We retrospectively analyzed 667 patients (749 hips) who underwent primary THAs by a single surgeon using fourth-generation alumina ceramic bearings. There were 315 men and 352 women with a mean age of 54.2 years. The surgeon used cementless prostheses with an identical design and BIOLOX Delta ceramics in all hips, using a 36-mm head in 472 hips (63%) and a 32-mm head in 227. The mean follow-up duration was 6.5 years (range, 5 to 8 years).

Results

The mean Harris hip score improved from 45.6 points preoperatively to 91.3 points at final follow-up.
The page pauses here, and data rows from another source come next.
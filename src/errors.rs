//! # Error Types Module
//!
//! This module defines the error types surfaced by the cooking assistant core.
//! Empty results (no matching recipe, an exhausted menu pool) and unparseable
//! quantity text are deliberately *not* errors and never show up here.

use thiserror::Error;

/// Errors returned by catalog, recommendation, scaling and menu operations
#[derive(Debug, Clone, PartialEq, Eq, Error)]
pub enum AssistantError {
    /// Malformed caller input (serving counts, result limits, config values)
    #[error("Validation error: {0}")]
    Validation(String),
    /// A recipe name that is not present in the catalog
    #[error("Recipe not found: {0}")]
    NotFound(String),
    /// The catalog provider could not produce a catalog
    #[error("Catalog error: {0}")]
    Catalog(String),
}

impl AssistantError {
    /// Shorthand for building a validation error
    pub fn validation(msg: impl Into<String>) -> Self {
        AssistantError::Validation(msg.into())
    }

    /// Whether the error was caused by the caller's input
    pub fn is_client_error(&self) -> bool {
        matches!(self, AssistantError::Validation(_) | AssistantError::NotFound(_))
    }
}

impl From<anyhow::Error> for AssistantError {
    fn from(err: anyhow::Error) -> Self {
        AssistantError::Catalog(format!("{err:#}"))
    }
}

/// Result alias used throughout the library
pub type Result<T> = std::result::Result<T, AssistantError>;
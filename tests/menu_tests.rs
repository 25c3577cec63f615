//! Weekly menu assembly over a mixed catalog

use std::collections::HashSet;

use cooking_assistant::catalog::{Catalog, InMemoryCatalogProvider};
use cooking_assistant::config::{AssistantConfig, MenuConfig, SideDishPolicy};
use cooking_assistant::menu_planner::{CourseTable, MealType, MenuPlanner, WeeklyMenuEntry};
use cooking_assistant::recipe_model::Recipe;
use cooking_assistant::CookingAssistant;
use rand::rngs::StdRng;
use rand::SeedableRng;

const NO_DIET: &[&str] = &[];

fn mixed_catalog() -> Catalog {
    let mut recipes = Vec::new();
    for i in 0..5 {
        let name = format!("Breakfast {i}");
        recipes.push(Recipe::new(&name).with_course("Breakfast").with_diet("Vegetarian"));
    }
    for i in 0..20 {
        let diet = if i % 2 == 0 { "Vegetarian" } else { "Non Vegeterian" };
        recipes.push(Recipe::new(&format!("Main {i}")).with_course("Main Course").with_diet(diet));
    }
    for i in 0..3 {
        let name = format!("Side {i}");
        recipes.push(Recipe::new(&name).with_course("Side Dish").with_diet("Vegetarian"));
    }
    for i in 0..10 {
        let name = format!("Dessert {i}");
        recipes.push(Recipe::new(&name).with_course("Dessert").with_diet("Eggetarian"));
    }
    recipes.push(Recipe::new("Masala Chai").with_course("Beverage").with_diet("Vegetarian"));
    Catalog::new(recipes).unwrap()
}

fn all_names(week: &[WeeklyMenuEntry]) -> Vec<&str> {
    week.iter()
        .flat_map(|entry| {
            [
                &entry.breakfast,
                &entry.lunch,
                &entry.dinner,
                &entry.side_dish,
                &entry.snack_dessert,
            ]
        })
        .filter_map(|slot| slot.as_deref())
        .collect()
}

#[test]
fn test_week_has_seven_days_and_no_repeats() {
    let planner = MenuPlanner::new(MenuConfig::default());
    let catalog = mixed_catalog();

    for seed in 0..20 {
        let week = planner.build_week(&catalog, NO_DIET, &mut StdRng::seed_from_u64(seed));

        assert_eq!(week.len(), 7);
        let days: Vec<u8> = week.iter().map(|entry| entry.day).collect();
        assert_eq!(days, vec![1, 2, 3, 4, 5, 6, 7]);

        let names = all_names(&week);
        let unique: HashSet<&str> = names.iter().copied().collect();
        assert_eq!(names.len(), unique.len(), "seed {seed} repeated a recipe");
        assert!(!unique.contains("Masala Chai"));
    }
}

#[test]
fn test_exhausted_pools_leave_empty_slots() {
    let planner = MenuPlanner::new(MenuConfig::default());
    let week = planner.build_week(&mixed_catalog(), NO_DIET, &mut StdRng::seed_from_u64(3));

    // 5 breakfasts and 3 side dishes for 7 days
    assert!(week[..5].iter().all(|entry| entry.breakfast.is_some()));
    assert!(week[5..].iter().all(|entry| entry.breakfast.is_none()));
    assert!(week[..3].iter().all(|entry| entry.side_dish.is_some()));
    assert!(week[3..].iter().all(|entry| entry.side_dish.is_none()));
    // 20 mains cover lunch and dinner every day
    assert!(week.iter().all(|entry| entry.lunch.is_some() && entry.dinner.is_some()));
    assert!(week.iter().all(|entry| entry.snack_dessert.is_some()));
}

#[test]
fn test_same_seed_same_menu() {
    let planner = MenuPlanner::new(MenuConfig::default());
    let catalog = mixed_catalog();

    let first = planner.build_week(&catalog, NO_DIET, &mut StdRng::seed_from_u64(42));
    let second = planner.build_week(&catalog, NO_DIET, &mut StdRng::seed_from_u64(42));
    assert_eq!(first, second);
}

#[test]
fn test_diet_filter() {
    let planner = MenuPlanner::new(MenuConfig::default());
    let catalog = mixed_catalog();
    let week = planner.build_week(&catalog, &["Vegetarian"], &mut StdRng::seed_from_u64(1));

    for name in all_names(&week) {
        assert_eq!(catalog.lookup(name).unwrap().diet, "Vegetarian", "{name}");
    }
    // No vegetarian desserts in the catalog
    assert!(week.iter().all(|entry| entry.snack_dessert.is_none()));
}

#[test]
fn test_merged_side_dishes_without_snacks() {
    let planner = MenuPlanner::new(MenuConfig {
        side_dishes: SideDishPolicy::MergeWithMains,
        include_snacks: false,
    });
    let catalog = mixed_catalog();

    let pools = planner.categorize(&catalog, NO_DIET);
    assert_eq!(pools.lunch_dinner.len(), 23);
    assert!(pools.side_dish.is_empty());

    let week = planner.build_week(&catalog, NO_DIET, &mut StdRng::seed_from_u64(5));
    assert!(week
        .iter()
        .all(|entry| entry.side_dish.is_none() && entry.snack_dessert.is_none()));

    let json = serde_json::to_value(&week[0]).unwrap();
    assert!(json.get("sideDish").is_none());
    assert!(json.get("snackDessert").is_none());
}

#[test]
fn test_course_table_through_assistant() {
    let config = AssistantConfig {
        menu_seed: Some(11),
        ..Default::default()
    };
    let provider = InMemoryCatalogProvider::new(mixed_catalog());
    let table: CourseTable = vec![("Beverage".to_string(), MealType::SnackDessert)]
        .into_iter()
        .collect();
    let assistant = CookingAssistant::new(provider, config).with_course_table(table);

    let mut seen_chai = false;
    for seed in 0..30 {
        let week = assistant
            .weekly_menu_with_rng(NO_DIET, &mut StdRng::seed_from_u64(seed))
            .unwrap();
        seen_chai |= all_names(&week).contains(&"Masala Chai");
    }
    assert!(seen_chai);

    assert_eq!(
        assistant.weekly_menu(NO_DIET).unwrap(),
        assistant.weekly_menu(NO_DIET).unwrap()
    );
}
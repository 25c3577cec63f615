//! Catalog loading from JSON files

use std::io::Write;
use std::sync::Arc;

use cooking_assistant::catalog::{CatalogProvider, JsonFileCatalogProvider};
use cooking_assistant::config::AssistantConfig;
use cooking_assistant::recipe_model::QuantityValue;
use cooking_assistant::{AssistantError, CookingAssistant};
use tempfile::NamedTempFile;

const CATALOG_JSON: &str = r#"[
    {
        "name": "Masala Dosa",
        "TranslatedRecipeName": "Masala Dosa Recipe",
        "P-Ingredients": "rice,urad dal,potato,onion,mustard seeds,salt,oil",
        "course": "South Indian Breakfast",
        "diet": "Vegetarian",
        "DefaultServings": 4,
        "Ingredients": [
            {"Quantity": "3", "Unit": "cups", "Name": "rice"},
            {"Quantity": "1/2", "Unit": "cup", "Name": "urad dal"},
            {"Quantity": "as required", "Unit": "", "Name": "salt"}
        ],
        "image-url": "https://example.com/dosa.jpg",
        "TotalTimeInMins": 60
    },
    {
        "name": "Rajma",
        "ingredients": "kidney beans,onion,tomato,ginger,garlic,salt",
        "course": "Lunch",
        "diet": "Vegetarian",
        "default_servings": 3,
        "quantities": [
            {"quantity": "1", "unit": "cup", "name": "kidney beans"}
        ]
    }
]"#;

fn write_catalog(content: &str) -> NamedTempFile {
    let mut file = NamedTempFile::new().unwrap();
    file.write_all(content.as_bytes()).unwrap();
    file.flush().unwrap();
    file
}

#[test]
fn test_load_catalog_file() {
    let file = write_catalog(CATALOG_JSON);
    let provider = JsonFileCatalogProvider::open(file.path()).unwrap();
    let catalog = provider.catalog().unwrap();

    assert_eq!(catalog.len(), 2);
    let names: Vec<&str> = catalog.iter().map(|r| r.name.as_str()).collect();
    assert_eq!(names, vec!["Masala Dosa", "Rajma"]);

    let dosa = catalog.lookup("Masala Dosa").unwrap();
    assert_eq!(dosa.display_name(), "Masala Dosa Recipe");
    assert_eq!(dosa.default_servings, 4);
    assert_eq!(dosa.quantities.len(), 3);
    assert_eq!(dosa.image_url, "https://example.com/dosa.jpg");
    assert_eq!(dosa.total_time_minutes, 60);

    let rajma = catalog.lookup("Rajma").unwrap();
    assert_eq!(rajma.display_name(), "Rajma");
    assert_eq!(rajma.default_servings, 3);
}

#[test]
fn test_assistant_over_file_catalog() {
    let file = write_catalog(CATALOG_JSON);
    let provider = JsonFileCatalogProvider::open(file.path()).unwrap();
    let assistant = CookingAssistant::new(provider, AssistantConfig::default());

    let results = assistant.recommend("potato, onion, rice", None).unwrap();
    assert_eq!(results[0].recipe_name, "Masala Dosa");
    assert_eq!(results[0].image_url, "https://example.com/dosa.jpg");

    let scaled = assistant.scale_recipe("Masala Dosa", "2").unwrap();
    assert_eq!(scaled.ingredients[0].quantity, QuantityValue::Numeric(1.5));
    assert_eq!(scaled.ingredients[1].quantity, QuantityValue::Numeric(0.25));
}

#[test]
fn test_reload_swaps_catalog_and_keeps_snapshots() {
    let file = write_catalog(CATALOG_JSON);
    let provider = JsonFileCatalogProvider::open(file.path()).unwrap();
    let before = provider.catalog().unwrap();

    std::fs::write(
        file.path(),
        r#"[{"name": "Poha", "ingredients": "poha,onion,peanuts,turmeric,salt",
            "course": "Breakfast", "DefaultServings": 2}]"#,
    )
    .unwrap();
    provider.reload().unwrap();

    let after = provider.catalog().unwrap();
    assert_eq!(after.len(), 1);
    assert!(after.get("Poha").is_some());
    assert_eq!(before.len(), 2);
    assert!(!Arc::ptr_eq(&before, &after));
}

#[test]
fn test_failed_reload_keeps_previous_catalog() {
    let file = write_catalog(CATALOG_JSON);
    let provider = JsonFileCatalogProvider::open(file.path()).unwrap();

    std::fs::write(file.path(), "{ not json").unwrap();
    let err = provider.reload().unwrap_err();

    assert!(matches!(err, AssistantError::Catalog(_)));
    assert!(!err.is_client_error());
    assert_eq!(provider.catalog().unwrap().len(), 2);
}

#[test]
fn test_open_errors() {
    let missing = JsonFileCatalogProvider::open("/nonexistent/recipes.json").unwrap_err();
    assert!(matches!(missing, AssistantError::Catalog(_)));
    assert!(missing.to_string().contains("/nonexistent/recipes.json"));

    let duplicate = write_catalog(
        r#"[{"name": "Poha", "DefaultServings": 2}, {"name": "Poha", "DefaultServings": 3}]"#,
    );
    let err = JsonFileCatalogProvider::open(duplicate.path()).unwrap_err();
    assert!(err.to_string().contains("duplicate recipe name 'Poha'"));
}

const KEYED_CATALOG_JSON: &str = r#"{
    "Vegetable Upma": {
        "TranslatedRecipeName": "Vegetable Upma",
        "P-Ingredients": "rava,onion,carrot,mustard seeds,salt,oil",
        "course": "South Indian Breakfast",
        "diet": "Vegetarian",
        "DefaultServings": 3,
        "Ingredients": [{"Quantity": "1", "Unit": "cup", "Name": "rava"}]
    },
    "Aloo Paratha": {
        "TranslatedRecipeName": "Aloo Paratha",
        "P-Ingredients": "wheat flour,potato,onion,green chillies,salt,ghee",
        "course": "North Indian Breakfast",
        "diet": "Vegetarian",
        "DefaultServings": 4,
        "Ingredients": [{"Quantity": "2", "Unit": "cups", "Name": "wheat flour"}]
    }
}"#;

#[test]
fn test_load_keyed_catalog_file() {
    let file = write_catalog(KEYED_CATALOG_JSON);
    let provider = JsonFileCatalogProvider::open(file.path()).unwrap();
    let catalog = provider.catalog().unwrap();

    // Keys become names and file order is kept
    let names: Vec<&str> = catalog.iter().map(|r| r.name.as_str()).collect();
    assert_eq!(names, vec!["Vegetable Upma", "Aloo Paratha"]);
    assert_eq!(catalog.lookup("Aloo Paratha").unwrap().default_servings, 4);

    // Equal rank and score: file order breaks the tie
    let assistant = CookingAssistant::new(provider, AssistantConfig::default());
    let results = assistant.recommend("onion", None).unwrap();
    let ranked: Vec<&str> = results.iter().map(|r| r.recipe_name.as_str()).collect();
    assert_eq!(ranked, vec!["Vegetable Upma", "Aloo Paratha"]);
}

#[test]
fn test_record_without_servings_is_rejected() {
    let file = write_catalog(
        r#"{"Idli": {"P-Ingredients": "rice,urad dal,salt,water,oil",
            "Ingredients": [{"Quantity": "2", "Unit": "cup", "Name": "rice"}]}}"#,
    );

    let err = JsonFileCatalogProvider::open(file.path()).unwrap_err();
    assert!(matches!(err, AssistantError::Catalog(_)));
    assert!(err.to_string().contains("default_servings"), "{err}");
}
//! # Fuzzy Token Matcher
//!
//! Decides whether two free-text ingredient names denote the same ingredient.
//!
//! ## Features
//!
//! - Token-set similarity on a 0-100 scale: word order and repeated words don't matter
//! - Punctuation and case are ignored ("Green-Chillies" vs "green chillies")
//! - A fixed acceptance threshold that must be strictly exceeded (80 by default)
//!
//! ## Usage
//!
//! ```rust
//! use cooking_assistant::fuzzy_matcher::{matches, token_set_ratio};
//!
//! assert_eq!(token_set_ratio("red chilli powder", "chilli powder red"), 100);
//! assert!(matches("Urad Dal", "urad dal (split)"));
//! assert!(!matches("rice", "pepper"));
//! ```

use log::trace;
use rapidfuzz::distance::indel;
use std::collections::BTreeSet;

use crate::config::DEFAULT_MATCH_THRESHOLD;

/// Ingredient matcher with a configurable acceptance threshold
#[derive(Debug, Clone, Copy, PartialEq, Eq)]
pub struct FuzzyMatcher {
    threshold: u8,
}

impl Default for FuzzyMatcher {
    fn default() -> Self {
        Self {
            threshold: DEFAULT_MATCH_THRESHOLD,
        }
    }
}

impl FuzzyMatcher {
    /// Create a matcher accepting pairs whose score is strictly greater than `threshold`
    pub fn new(threshold: u8) -> Self {
        Self { threshold }
    }

    pub fn threshold(&self) -> u8 {
        self.threshold
    }

    /// Similarity of `a` and `b` on a 0-100 scale
    pub fn score(&self, a: &str, b: &str) -> u8 {
        token_set_ratio(a, b)
    }

    /// Check whether `a` and `b` name the same ingredient
    pub fn matches(&self, a: &str, b: &str) -> bool {
        let score = token_set_ratio(a, b);
        let accepted = score > self.threshold;
        trace!("Fuzzy compare '{}' ~ '{}' -> {} ({})", a, b, score, accepted);
        accepted
    }
}

/// Check whether `a` and `b` name the same ingredient using the default threshold
pub fn matches(a: &str, b: &str) -> bool {
    FuzzyMatcher::default().matches(a, b)
}

/// Compute the token-set similarity of two strings (0-100)
///
/// Both strings are normalized, split into word sets, and compared three
/// ways: the shared words against each side's full word list, and the two
/// full word lists against each other. The best of the three wins, so a
/// string whose words are a subset of the other's scores 100.
///
/// Empty input (after normalization) on either side scores 0.
pub fn token_set_ratio(a: &str, b: &str) -> u8 {
    let a = normalize(a);
    let b = normalize(b);
    if a.is_empty() || b.is_empty() {
        return 0;
    }

    let tokens_a: BTreeSet<&str> = a.split_whitespace().collect();
    let tokens_b: BTreeSet<&str> = b.split_whitespace().collect();

    let sect = join(tokens_a.intersection(&tokens_b));
    let only_a = join(tokens_a.difference(&tokens_b));
    let only_b = join(tokens_b.difference(&tokens_a));

    let combined_a = format!("{} {}", sect, only_a).trim().to_string();
    let combined_b = format!("{} {}", sect, only_b).trim().to_string();

    [
        ratio(&sect, &combined_a),
        ratio(&sect, &combined_b),
        ratio(&combined_a, &combined_b),
    ]
    .into_iter()
    .max()
    .unwrap_or(0)
}

/// Lowercase, drop non-ASCII characters, and turn everything except letters,
/// digits and underscores into whitespace
fn normalize(s: &str) -> String {
    s.chars()
        .filter(char::is_ascii)
        .map(|c| {
            if c.is_ascii_alphanumeric() || c == '_' {
                c.to_ascii_lowercase()
            } else {
                ' '
            }
        })
        .collect::<String>()
        .trim()
        .to_string()
}

fn join<'a, 'b: 'a>(tokens: impl Iterator<Item = &'a &'b str>) -> String {
    tokens.copied().collect::<Vec<_>>().join(" ")
}

/// Indel similarity of two strings, scaled to 0-100 and rounded half to even
fn ratio(a: &str, b: &str) -> u8 {
    if a.is_empty() || b.is_empty() {
        return 0;
    }
    let total = a.chars().count() + b.chars().count();
    let distance = indel::distance(a.chars(), b.chars());
    let similarity = (total - distance) as f64 / total as f64;
    (similarity * 100.0).round_ties_even() as u8
}
//! # Configuration Module
//!
//! This module defines configuration structures for recommendation, scaling
//! and weekly menu assembly, and loads them from the environment.

use log::{debug, info};
use std::env;
use std::str::FromStr;

use crate::errors::{AssistantError, Result};

// Constants for default configuration
pub const DEFAULT_TOP_N: usize = 10;
pub const DEFAULT_MATCH_THRESHOLD: u8 = 80;
pub const MIN_RECIPE_INGREDIENTS: usize = 4; // recipes need strictly more raw tokens than this

/// How side dishes are treated by the weekly menu
#[derive(Debug, Clone, Copy, PartialEq, Eq, Default)]
pub enum SideDishPolicy {
    /// Side dishes join the lunch/dinner pool
    MergeWithMains,
    /// Side dishes get their own pool and their own daily slot
    #[default]
    Separate,
}

impl FromStr for SideDishPolicy {
    type Err = AssistantError;

    fn from_str(s: &str) -> Result<Self> {
        match s.trim().to_lowercase().as_str() {
            "merge" | "merged" | "merge_with_mains" => Ok(SideDishPolicy::MergeWithMains),
            "separate" => Ok(SideDishPolicy::Separate),
            other => Err(AssistantError::validation(format!(
                "unknown side dish policy '{other}', expected 'merge' or 'separate'"
            ))),
        }
    }
}

/// Weekly menu configuration
#[derive(Debug, Clone, PartialEq, Eq)]
pub struct MenuConfig {
    /// Whether side dishes are merged into lunch/dinner or tracked separately
    pub side_dishes: SideDishPolicy,
    /// Whether each day gets a snack/dessert slot
    pub include_snacks: bool,
}

impl Default for MenuConfig {
    fn default() -> Self {
        Self {
            side_dishes: SideDishPolicy::Separate,
            include_snacks: true,
        }
    }
}

/// Configuration structure for the cooking assistant
#[derive(Debug, Clone, PartialEq, Eq)]
pub struct AssistantConfig {
    /// Path to a JSON recipe catalog, used by the binary
    pub catalog_path: Option<String>,
    /// Number of recommendations returned when the caller does not ask for a count
    pub default_top_n: usize,
    /// Token-set similarity (0-100) that must be strictly exceeded for a match
    pub match_threshold: u8,
    /// Recipes need more raw ingredient tokens than this to be recommended
    pub min_recipe_ingredients: usize,
    /// Weekly menu settings
    pub menu: MenuConfig,
    /// Fixed seed for the weekly menu shuffle, random when absent
    pub menu_seed: Option<u64>,
}

impl Default for AssistantConfig {
    fn default() -> Self {
        Self {
            catalog_path: None,
            default_top_n: DEFAULT_TOP_N,
            match_threshold: DEFAULT_MATCH_THRESHOLD,
            min_recipe_ingredients: MIN_RECIPE_INGREDIENTS,
            menu: MenuConfig::default(),
            menu_seed: None,
        }
    }
}

impl AssistantConfig {
    /// Load configuration from the process environment (and a `.env` file if present)
    pub fn from_env() -> Result<Self> {
        dotenv::dotenv().ok();
        Self::from_lookup(|key| env::var(key).ok())
    }

    /// Build configuration from any key lookup, falling back to defaults for missing keys
    pub fn from_lookup<F>(lookup: F) -> Result<Self>
    where
        F: Fn(&str) -> Option<String>,
    {
        let mut config = Self::default();

        config.catalog_path = lookup("RECIPE_CATALOG_PATH").filter(|p| !p.trim().is_empty());

        if let Some(top_n) = parse_var::<usize>(&lookup, "DEFAULT_TOP_N")? {
            if top_n == 0 {
                return Err(AssistantError::validation("DEFAULT_TOP_N must be at least 1"));
            }
            config.default_top_n = top_n;
        }

        if let Some(threshold) = parse_var::<u8>(&lookup, "MATCH_THRESHOLD")? {
            if threshold > 100 {
                return Err(AssistantError::validation(
                    "MATCH_THRESHOLD must be between 0 and 100",
                ));
            }
            config.match_threshold = threshold;
        }

        if let Some(min) = parse_var::<usize>(&lookup, "MIN_RECIPE_INGREDIENTS")? {
            config.min_recipe_ingredients = min;
        }

        if let Some(policy) = parse_var::<SideDishPolicy>(&lookup, "MENU_SIDE_DISHES")? {
            config.menu.side_dishes = policy;
        }

        if let Some(include) = parse_var::<bool>(&lookup, "MENU_INCLUDE_SNACKS")? {
            config.menu.include_snacks = include;
        }

        config.menu_seed = parse_var::<u64>(&lookup, "MENU_SEED")?;

        info!(
            "Loaded configuration: top_n={}, threshold={}, min_ingredients={}, side_dishes={:?}, snacks={}",
            config.default_top_n,
            config.match_threshold,
            config.min_recipe_ingredients,
            config.menu.side_dishes,
            config.menu.include_snacks
        );

        Ok(config)
    }
}

fn parse_var<T>(lookup: &impl Fn(&str) -> Option<String>, key: &str) -> Result<Option<T>>
where
    T: FromStr,
    T::Err: std::fmt::Display,
{
    match lookup(key) {
        None => Ok(None),
        Some(raw) if raw.trim().is_empty() => Ok(None),
        Some(raw) => {
            debug!("Parsing config value {}={}", key, raw);
            raw.trim()
                .parse::<T>()
                .map(Some)
                .map_err(|e| AssistantError::validation(format!("invalid {key} '{raw}': {e}")))
        }
    }
}
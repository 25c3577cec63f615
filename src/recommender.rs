//! # Recipe Scorer & Ranker
//!
//! Ranks catalog recipes against the ingredients a user has on hand.
//!
//! For every eligible recipe the ranker classifies its ingredients, drops the
//! recipe if nothing matched, and scores it:
//!
//! - **fuzzy score**: accepted (recipe ingredient, user token) pairs
//! - **rank**: fuzzy score minus the number of missing ingredients
//!
//! Recipes are ordered by rank, then fuzzy score, both descending. Remaining
//! ties keep catalog order.
//!
//! ## Usage
//!
//! ```rust
//! use cooking_assistant::catalog::Catalog;
//! use cooking_assistant::recipe_model::Recipe;
//! use cooking_assistant::recommender::rank;
//!
//! let catalog = Catalog::new(vec![
//!     Recipe::new("Idli").with_ingredients("rice,urad dal,salt,water,oil"),
//! ])?;
//!
//! let results = rank(&catalog, "rice,salt,water,pepper", 10);
//! assert_eq!(results[0].rank, 1);
//! assert_eq!(results[0].missing, "urad dal, oil");
//! # Ok::<(), cooking_assistant::errors::AssistantError>(())
//! ```

use log::{debug, info};
use serde::{Deserialize, Serialize};
use std::cmp::Reverse;

use crate::catalog::Catalog;
use crate::config::{DEFAULT_MATCH_THRESHOLD, MIN_RECIPE_INGREDIENTS};
use crate::fuzzy_matcher::FuzzyMatcher;
use crate::ingredient_classifier::{classify_with, split_ingredients, unique_ingredients};
use crate::recipe_model::Recipe;

/// Match details for one (user ingredients, recipe) pair
#[derive(Debug, Clone, PartialEq, Eq)]
pub struct MatchResult {
    pub matched: Vec<String>,
    pub missing: Vec<String>,
    /// Accepted (recipe ingredient, user token) pairs
    pub fuzzy_score: usize,
    /// Fuzzy score minus missing ingredient count
    pub rank: i64,
}

/// One row of a recommendation list
#[derive(Debug, Clone, PartialEq, Serialize, Deserialize)]
#[serde(rename_all = "camelCase")]
pub struct RankedRecipe {
    /// Catalog key of the recipe
    pub recipe_name: String,
    /// Display (translated) name
    pub name: String,
    /// Missing ingredients, comma separated
    pub missing: String,
    /// Matching ingredients, comma separated
    pub matching: String,
    pub image_url: String,
    pub total_time_minutes: u32,
    pub fuzzy_score: usize,
    pub rank: i64,
}

/// Recipe ranker with its matching threshold and eligibility rule
#[derive(Debug, Clone, Copy, PartialEq, Eq)]
pub struct Recommender {
    matcher: FuzzyMatcher,
    min_recipe_ingredients: usize,
}

impl Default for Recommender {
    fn default() -> Self {
        Self::new(DEFAULT_MATCH_THRESHOLD, MIN_RECIPE_INGREDIENTS)
    }
}

impl Recommender {
    /// Create a ranker accepting matches above `match_threshold` and
    /// considering recipes with more than `min_recipe_ingredients` ingredients
    pub fn new(match_threshold: u8, min_recipe_ingredients: usize) -> Self {
        Self {
            matcher: FuzzyMatcher::new(match_threshold),
            min_recipe_ingredients,
        }
    }

    /// Score one recipe against the user's ingredient tokens
    pub fn evaluate(&self, recipe: &Recipe, user_tokens: &[&str]) -> MatchResult {
        let recipe_tokens = unique_ingredients(&recipe.ingredients);
        let classification = classify_with(&self.matcher, &recipe_tokens, user_tokens);

        let fuzzy_score = classification.accepted_pairs;
        let rank = fuzzy_score as i64 - classification.missing.len() as i64;

        MatchResult {
            matched: classification.matched,
            missing: classification.missing,
            fuzzy_score,
            rank,
        }
    }

    /// Rank eligible catalog recipes against a comma-separated ingredient list
    ///
    /// Recipes without a single matching ingredient are left out. At most
    /// `top_n` rows are returned; fewer if fewer recipes match.
    pub fn rank(
        &self,
        catalog: &Catalog,
        user_ingredients: &str,
        top_n: usize,
    ) -> Vec<RankedRecipe> {
        let user_tokens = split_ingredients(user_ingredients);
        info!(
            "Ranking {} recipes against {} user ingredients",
            catalog.len(),
            user_tokens.len()
        );

        let mut scored: Vec<(&Recipe, MatchResult)> = catalog
            .eligible_for_recommendation(self.min_recipe_ingredients)
            .filter_map(|recipe| {
                let result = self.evaluate(recipe, &user_tokens);
                if result.matched.is_empty() {
                    return None;
                }
                debug!(
                    "Recipe '{}': score={}, missing={}, rank={}",
                    recipe.name,
                    result.fuzzy_score,
                    result.missing.len(),
                    result.rank
                );
                Some((recipe, result))
            })
            .collect();

        // Stable sort keeps catalog order for full ties
        scored.sort_by_key(|(_, result)| (Reverse(result.rank), Reverse(result.fuzzy_score)));

        let ranked: Vec<RankedRecipe> = scored
            .into_iter()
            .take(top_n)
            .map(|(recipe, result)| RankedRecipe {
                recipe_name: recipe.name.clone(),
                name: recipe.display_name().to_string(),
                missing: result.missing.join(", "),
                matching: result.matched.join(", "),
                image_url: recipe.image_url.clone(),
                total_time_minutes: recipe.total_time_minutes,
                fuzzy_score: result.fuzzy_score,
                rank: result.rank,
            })
            .collect();

        info!("Returning {} recommendations", ranked.len());
        ranked
    }
}

/// Rank catalog recipes with the default threshold and eligibility rule
pub fn rank(catalog: &Catalog, user_ingredients: &str, top_n: usize) -> Vec<RankedRecipe> {
    Recommender::default().rank(catalog, user_ingredients, top_n)
}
All but 1 acetabular cup and all femoral stems were well fixed. No radiographic evidence of osteolysis was identified at final follow-up. There were 2 (0.3%) ceramic liner fractures and no ceramic head fractures. A total of 48 hips (6.4%) exhibited audible noise (29 clickings and 19 squeakings), but no patient required revision. Other complications were 1 dislocation, 1 deep infection, 3 iliopsoas tendonitis, and 6 periprosthetic femoral fractures. Kaplan-Meier survivorship for revision for any reason was 98.6% (95% confidence interval, 97.7-99.5) at 6.5 years.

Conclusion

Delta ceramic-on-ceramic THAs had a high rate of survivorship without radiographic evidence of osteolysis at 6.5-year follow-up. However, we found 0.3% ceramic liner fractures and 6.4% audible noises associated with the use of Delta ceramics.